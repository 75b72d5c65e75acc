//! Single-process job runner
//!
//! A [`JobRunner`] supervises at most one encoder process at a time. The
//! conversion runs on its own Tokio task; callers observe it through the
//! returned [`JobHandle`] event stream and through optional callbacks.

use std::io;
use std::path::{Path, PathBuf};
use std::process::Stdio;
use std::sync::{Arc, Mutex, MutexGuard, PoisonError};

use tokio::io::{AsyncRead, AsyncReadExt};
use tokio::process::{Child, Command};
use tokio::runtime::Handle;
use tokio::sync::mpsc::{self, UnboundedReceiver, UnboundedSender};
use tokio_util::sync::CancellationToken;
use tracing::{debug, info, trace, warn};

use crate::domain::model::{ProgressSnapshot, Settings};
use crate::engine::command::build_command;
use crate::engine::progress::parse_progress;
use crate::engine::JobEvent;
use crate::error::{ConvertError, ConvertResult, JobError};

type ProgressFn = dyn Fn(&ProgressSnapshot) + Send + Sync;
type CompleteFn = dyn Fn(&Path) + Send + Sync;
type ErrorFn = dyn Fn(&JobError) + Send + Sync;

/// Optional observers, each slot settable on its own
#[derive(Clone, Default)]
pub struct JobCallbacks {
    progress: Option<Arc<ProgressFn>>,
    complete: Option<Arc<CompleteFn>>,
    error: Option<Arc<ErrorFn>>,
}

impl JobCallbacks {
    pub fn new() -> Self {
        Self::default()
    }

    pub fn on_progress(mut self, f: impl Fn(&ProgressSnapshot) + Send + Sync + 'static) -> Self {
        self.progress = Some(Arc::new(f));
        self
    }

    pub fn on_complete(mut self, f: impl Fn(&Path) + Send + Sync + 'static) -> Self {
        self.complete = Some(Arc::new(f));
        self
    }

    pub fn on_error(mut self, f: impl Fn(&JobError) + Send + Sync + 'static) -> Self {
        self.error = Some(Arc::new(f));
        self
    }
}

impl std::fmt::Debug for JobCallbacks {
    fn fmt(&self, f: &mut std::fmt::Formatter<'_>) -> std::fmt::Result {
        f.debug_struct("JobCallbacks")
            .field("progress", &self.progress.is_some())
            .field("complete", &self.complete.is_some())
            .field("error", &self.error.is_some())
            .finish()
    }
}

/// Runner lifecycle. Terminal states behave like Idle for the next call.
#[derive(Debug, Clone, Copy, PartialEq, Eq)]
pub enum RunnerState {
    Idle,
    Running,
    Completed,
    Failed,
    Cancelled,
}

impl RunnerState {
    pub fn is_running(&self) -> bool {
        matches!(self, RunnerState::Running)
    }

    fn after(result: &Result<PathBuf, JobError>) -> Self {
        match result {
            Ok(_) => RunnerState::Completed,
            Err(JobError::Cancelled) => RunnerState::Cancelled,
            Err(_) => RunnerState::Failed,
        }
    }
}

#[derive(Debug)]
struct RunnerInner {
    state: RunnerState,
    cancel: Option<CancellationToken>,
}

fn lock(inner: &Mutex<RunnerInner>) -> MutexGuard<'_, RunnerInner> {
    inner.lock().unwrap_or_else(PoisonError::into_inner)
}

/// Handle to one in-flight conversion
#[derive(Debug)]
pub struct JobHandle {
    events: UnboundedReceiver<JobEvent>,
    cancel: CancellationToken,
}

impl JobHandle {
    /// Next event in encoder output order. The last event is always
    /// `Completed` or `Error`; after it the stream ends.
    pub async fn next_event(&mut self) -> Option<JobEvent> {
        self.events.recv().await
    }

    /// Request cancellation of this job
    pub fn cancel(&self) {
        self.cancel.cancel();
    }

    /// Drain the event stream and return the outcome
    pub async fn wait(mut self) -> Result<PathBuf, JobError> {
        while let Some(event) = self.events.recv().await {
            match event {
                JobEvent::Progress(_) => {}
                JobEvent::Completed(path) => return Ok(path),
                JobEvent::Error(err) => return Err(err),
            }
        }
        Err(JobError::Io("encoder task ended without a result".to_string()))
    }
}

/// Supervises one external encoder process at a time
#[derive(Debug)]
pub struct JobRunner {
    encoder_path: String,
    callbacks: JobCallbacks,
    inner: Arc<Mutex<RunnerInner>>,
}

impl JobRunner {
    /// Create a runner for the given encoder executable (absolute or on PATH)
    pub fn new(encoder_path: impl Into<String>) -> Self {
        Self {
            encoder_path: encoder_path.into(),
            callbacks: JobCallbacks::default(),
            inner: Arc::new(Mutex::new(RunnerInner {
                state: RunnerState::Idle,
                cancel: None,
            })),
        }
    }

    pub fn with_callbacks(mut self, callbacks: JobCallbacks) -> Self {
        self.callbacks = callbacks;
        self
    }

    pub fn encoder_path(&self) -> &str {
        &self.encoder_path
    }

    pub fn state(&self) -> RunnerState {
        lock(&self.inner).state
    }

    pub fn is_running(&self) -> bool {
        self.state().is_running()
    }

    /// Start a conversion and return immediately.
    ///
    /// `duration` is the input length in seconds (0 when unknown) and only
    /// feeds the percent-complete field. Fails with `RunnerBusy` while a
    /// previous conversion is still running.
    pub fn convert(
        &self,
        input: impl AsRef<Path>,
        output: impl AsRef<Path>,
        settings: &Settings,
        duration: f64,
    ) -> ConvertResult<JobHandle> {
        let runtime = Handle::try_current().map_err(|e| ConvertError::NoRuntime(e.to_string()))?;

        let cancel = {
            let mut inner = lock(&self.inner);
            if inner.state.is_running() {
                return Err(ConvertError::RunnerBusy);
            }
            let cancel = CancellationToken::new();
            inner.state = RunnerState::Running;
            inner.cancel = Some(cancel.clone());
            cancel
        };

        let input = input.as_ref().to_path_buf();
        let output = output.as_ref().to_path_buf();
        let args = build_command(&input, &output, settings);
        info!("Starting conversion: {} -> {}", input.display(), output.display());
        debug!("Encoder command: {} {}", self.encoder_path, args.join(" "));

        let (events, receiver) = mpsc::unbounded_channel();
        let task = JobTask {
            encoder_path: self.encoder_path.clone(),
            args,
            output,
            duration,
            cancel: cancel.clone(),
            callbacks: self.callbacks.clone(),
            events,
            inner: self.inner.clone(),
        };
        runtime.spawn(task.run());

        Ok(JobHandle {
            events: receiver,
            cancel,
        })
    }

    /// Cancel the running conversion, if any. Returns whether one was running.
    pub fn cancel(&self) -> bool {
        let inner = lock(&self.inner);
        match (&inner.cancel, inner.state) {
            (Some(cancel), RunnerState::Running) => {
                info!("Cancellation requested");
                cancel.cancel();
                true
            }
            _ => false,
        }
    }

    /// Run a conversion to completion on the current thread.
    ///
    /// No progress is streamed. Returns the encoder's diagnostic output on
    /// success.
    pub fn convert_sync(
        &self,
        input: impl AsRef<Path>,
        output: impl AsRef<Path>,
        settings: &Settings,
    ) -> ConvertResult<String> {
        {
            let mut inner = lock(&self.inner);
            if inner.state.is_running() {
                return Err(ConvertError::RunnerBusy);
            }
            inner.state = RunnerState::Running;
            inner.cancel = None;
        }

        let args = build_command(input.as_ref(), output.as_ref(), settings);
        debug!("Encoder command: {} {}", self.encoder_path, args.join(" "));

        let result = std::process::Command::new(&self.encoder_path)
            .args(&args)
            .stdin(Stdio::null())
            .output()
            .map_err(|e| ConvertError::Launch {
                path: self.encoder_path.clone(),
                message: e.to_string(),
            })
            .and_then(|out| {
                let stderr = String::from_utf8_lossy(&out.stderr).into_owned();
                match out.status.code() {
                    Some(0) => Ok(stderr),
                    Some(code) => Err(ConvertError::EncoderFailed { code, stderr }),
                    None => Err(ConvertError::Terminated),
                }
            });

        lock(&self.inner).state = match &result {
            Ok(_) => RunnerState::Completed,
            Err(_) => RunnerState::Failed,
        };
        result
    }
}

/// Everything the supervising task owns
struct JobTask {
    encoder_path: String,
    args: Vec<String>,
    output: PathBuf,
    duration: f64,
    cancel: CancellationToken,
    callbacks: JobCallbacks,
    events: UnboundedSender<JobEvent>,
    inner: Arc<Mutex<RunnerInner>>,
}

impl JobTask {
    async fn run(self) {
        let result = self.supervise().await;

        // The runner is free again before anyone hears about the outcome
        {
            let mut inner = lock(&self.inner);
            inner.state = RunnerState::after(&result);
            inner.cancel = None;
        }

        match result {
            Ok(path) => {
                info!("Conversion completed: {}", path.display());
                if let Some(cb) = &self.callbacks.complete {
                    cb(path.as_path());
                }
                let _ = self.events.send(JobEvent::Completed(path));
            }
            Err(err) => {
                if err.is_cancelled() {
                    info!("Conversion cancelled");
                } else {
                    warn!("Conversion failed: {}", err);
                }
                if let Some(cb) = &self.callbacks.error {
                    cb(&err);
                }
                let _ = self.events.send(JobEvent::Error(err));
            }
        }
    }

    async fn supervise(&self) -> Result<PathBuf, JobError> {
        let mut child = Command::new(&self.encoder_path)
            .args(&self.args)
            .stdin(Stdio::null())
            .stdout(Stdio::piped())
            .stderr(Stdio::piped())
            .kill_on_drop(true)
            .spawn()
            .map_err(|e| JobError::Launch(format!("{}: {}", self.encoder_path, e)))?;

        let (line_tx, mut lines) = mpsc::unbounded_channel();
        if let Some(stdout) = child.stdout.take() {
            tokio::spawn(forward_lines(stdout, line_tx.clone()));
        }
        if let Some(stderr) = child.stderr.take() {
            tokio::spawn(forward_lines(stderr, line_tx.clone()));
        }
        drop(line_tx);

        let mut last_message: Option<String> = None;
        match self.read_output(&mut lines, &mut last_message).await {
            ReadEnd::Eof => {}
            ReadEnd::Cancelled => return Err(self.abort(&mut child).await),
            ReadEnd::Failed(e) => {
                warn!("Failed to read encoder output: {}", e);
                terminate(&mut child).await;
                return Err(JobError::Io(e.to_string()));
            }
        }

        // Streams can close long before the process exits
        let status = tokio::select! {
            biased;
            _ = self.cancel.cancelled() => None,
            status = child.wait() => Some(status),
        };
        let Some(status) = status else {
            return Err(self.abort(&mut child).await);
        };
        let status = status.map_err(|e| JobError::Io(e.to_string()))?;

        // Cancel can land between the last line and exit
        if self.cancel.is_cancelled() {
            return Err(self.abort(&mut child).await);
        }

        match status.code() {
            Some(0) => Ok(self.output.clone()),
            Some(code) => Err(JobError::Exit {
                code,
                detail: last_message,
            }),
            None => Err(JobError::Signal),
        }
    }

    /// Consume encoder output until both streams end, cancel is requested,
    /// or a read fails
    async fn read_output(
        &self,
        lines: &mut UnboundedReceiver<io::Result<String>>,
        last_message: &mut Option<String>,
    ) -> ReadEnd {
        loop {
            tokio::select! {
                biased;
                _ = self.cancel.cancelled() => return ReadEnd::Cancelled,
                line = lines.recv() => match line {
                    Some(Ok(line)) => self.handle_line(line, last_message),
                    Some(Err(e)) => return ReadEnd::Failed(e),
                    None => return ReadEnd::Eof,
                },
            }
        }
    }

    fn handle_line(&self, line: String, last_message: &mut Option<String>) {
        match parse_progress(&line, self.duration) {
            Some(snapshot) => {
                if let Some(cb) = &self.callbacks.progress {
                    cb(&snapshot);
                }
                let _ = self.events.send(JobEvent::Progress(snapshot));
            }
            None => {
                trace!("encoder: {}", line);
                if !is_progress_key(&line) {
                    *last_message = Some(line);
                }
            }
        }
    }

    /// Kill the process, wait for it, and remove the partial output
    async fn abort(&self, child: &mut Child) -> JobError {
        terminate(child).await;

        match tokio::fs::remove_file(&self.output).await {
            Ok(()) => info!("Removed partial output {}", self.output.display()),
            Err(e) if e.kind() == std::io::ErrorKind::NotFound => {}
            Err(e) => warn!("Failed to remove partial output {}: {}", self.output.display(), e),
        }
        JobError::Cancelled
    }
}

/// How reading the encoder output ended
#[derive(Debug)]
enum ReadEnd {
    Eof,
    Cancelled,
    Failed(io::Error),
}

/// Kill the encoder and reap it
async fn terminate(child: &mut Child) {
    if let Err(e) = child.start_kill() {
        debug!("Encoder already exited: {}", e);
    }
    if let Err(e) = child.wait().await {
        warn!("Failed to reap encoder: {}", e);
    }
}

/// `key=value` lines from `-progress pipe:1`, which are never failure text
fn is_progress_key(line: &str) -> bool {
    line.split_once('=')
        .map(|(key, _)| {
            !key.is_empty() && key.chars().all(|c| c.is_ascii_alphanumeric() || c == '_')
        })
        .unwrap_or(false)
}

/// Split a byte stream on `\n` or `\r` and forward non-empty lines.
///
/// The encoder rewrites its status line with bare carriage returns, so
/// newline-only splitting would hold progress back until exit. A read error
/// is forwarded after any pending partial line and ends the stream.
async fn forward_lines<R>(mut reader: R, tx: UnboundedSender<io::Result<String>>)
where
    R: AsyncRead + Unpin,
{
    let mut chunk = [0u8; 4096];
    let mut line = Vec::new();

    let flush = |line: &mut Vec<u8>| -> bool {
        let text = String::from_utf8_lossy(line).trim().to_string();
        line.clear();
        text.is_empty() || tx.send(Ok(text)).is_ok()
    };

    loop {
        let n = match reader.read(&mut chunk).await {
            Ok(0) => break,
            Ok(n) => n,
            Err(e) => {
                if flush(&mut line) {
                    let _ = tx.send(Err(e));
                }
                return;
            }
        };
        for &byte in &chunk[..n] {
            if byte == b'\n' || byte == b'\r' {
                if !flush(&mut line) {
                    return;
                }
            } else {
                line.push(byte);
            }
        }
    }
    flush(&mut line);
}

--

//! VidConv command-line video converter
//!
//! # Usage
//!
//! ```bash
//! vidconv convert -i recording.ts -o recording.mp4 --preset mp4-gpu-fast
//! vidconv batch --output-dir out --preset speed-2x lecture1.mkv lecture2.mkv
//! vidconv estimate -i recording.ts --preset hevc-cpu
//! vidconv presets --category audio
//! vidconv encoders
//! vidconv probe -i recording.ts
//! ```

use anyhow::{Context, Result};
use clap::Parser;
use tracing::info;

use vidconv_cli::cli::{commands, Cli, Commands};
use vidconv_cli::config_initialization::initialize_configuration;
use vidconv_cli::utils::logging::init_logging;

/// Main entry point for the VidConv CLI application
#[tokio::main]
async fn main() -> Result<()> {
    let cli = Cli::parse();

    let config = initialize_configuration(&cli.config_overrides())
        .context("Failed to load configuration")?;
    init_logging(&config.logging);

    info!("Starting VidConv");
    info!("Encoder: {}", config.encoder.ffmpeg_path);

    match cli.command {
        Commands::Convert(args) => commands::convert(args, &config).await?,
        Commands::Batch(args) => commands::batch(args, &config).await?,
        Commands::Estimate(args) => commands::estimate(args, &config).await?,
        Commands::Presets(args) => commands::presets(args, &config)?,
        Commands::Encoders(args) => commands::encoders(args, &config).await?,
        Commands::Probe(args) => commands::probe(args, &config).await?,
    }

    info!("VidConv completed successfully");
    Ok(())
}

==

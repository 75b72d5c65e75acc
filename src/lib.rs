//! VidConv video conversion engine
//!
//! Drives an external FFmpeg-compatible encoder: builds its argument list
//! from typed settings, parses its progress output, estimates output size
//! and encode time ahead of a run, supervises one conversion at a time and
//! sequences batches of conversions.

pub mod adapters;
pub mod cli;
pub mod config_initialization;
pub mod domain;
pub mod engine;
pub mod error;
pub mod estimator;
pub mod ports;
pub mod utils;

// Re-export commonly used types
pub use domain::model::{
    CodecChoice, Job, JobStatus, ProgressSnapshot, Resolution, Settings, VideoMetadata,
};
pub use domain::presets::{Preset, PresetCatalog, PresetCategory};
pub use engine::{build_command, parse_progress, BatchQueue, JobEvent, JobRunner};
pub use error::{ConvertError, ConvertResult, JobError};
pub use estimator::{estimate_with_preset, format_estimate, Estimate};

TASK DIRECTIONS: Return all lines of the material above in which "duration" occurs.

REPLY:
    /// `duration` is the input length in seconds (0 when unknown) and only
        duration: f64,
            duration,
    duration: f64,
        match parse_progress(&line, self.duration) {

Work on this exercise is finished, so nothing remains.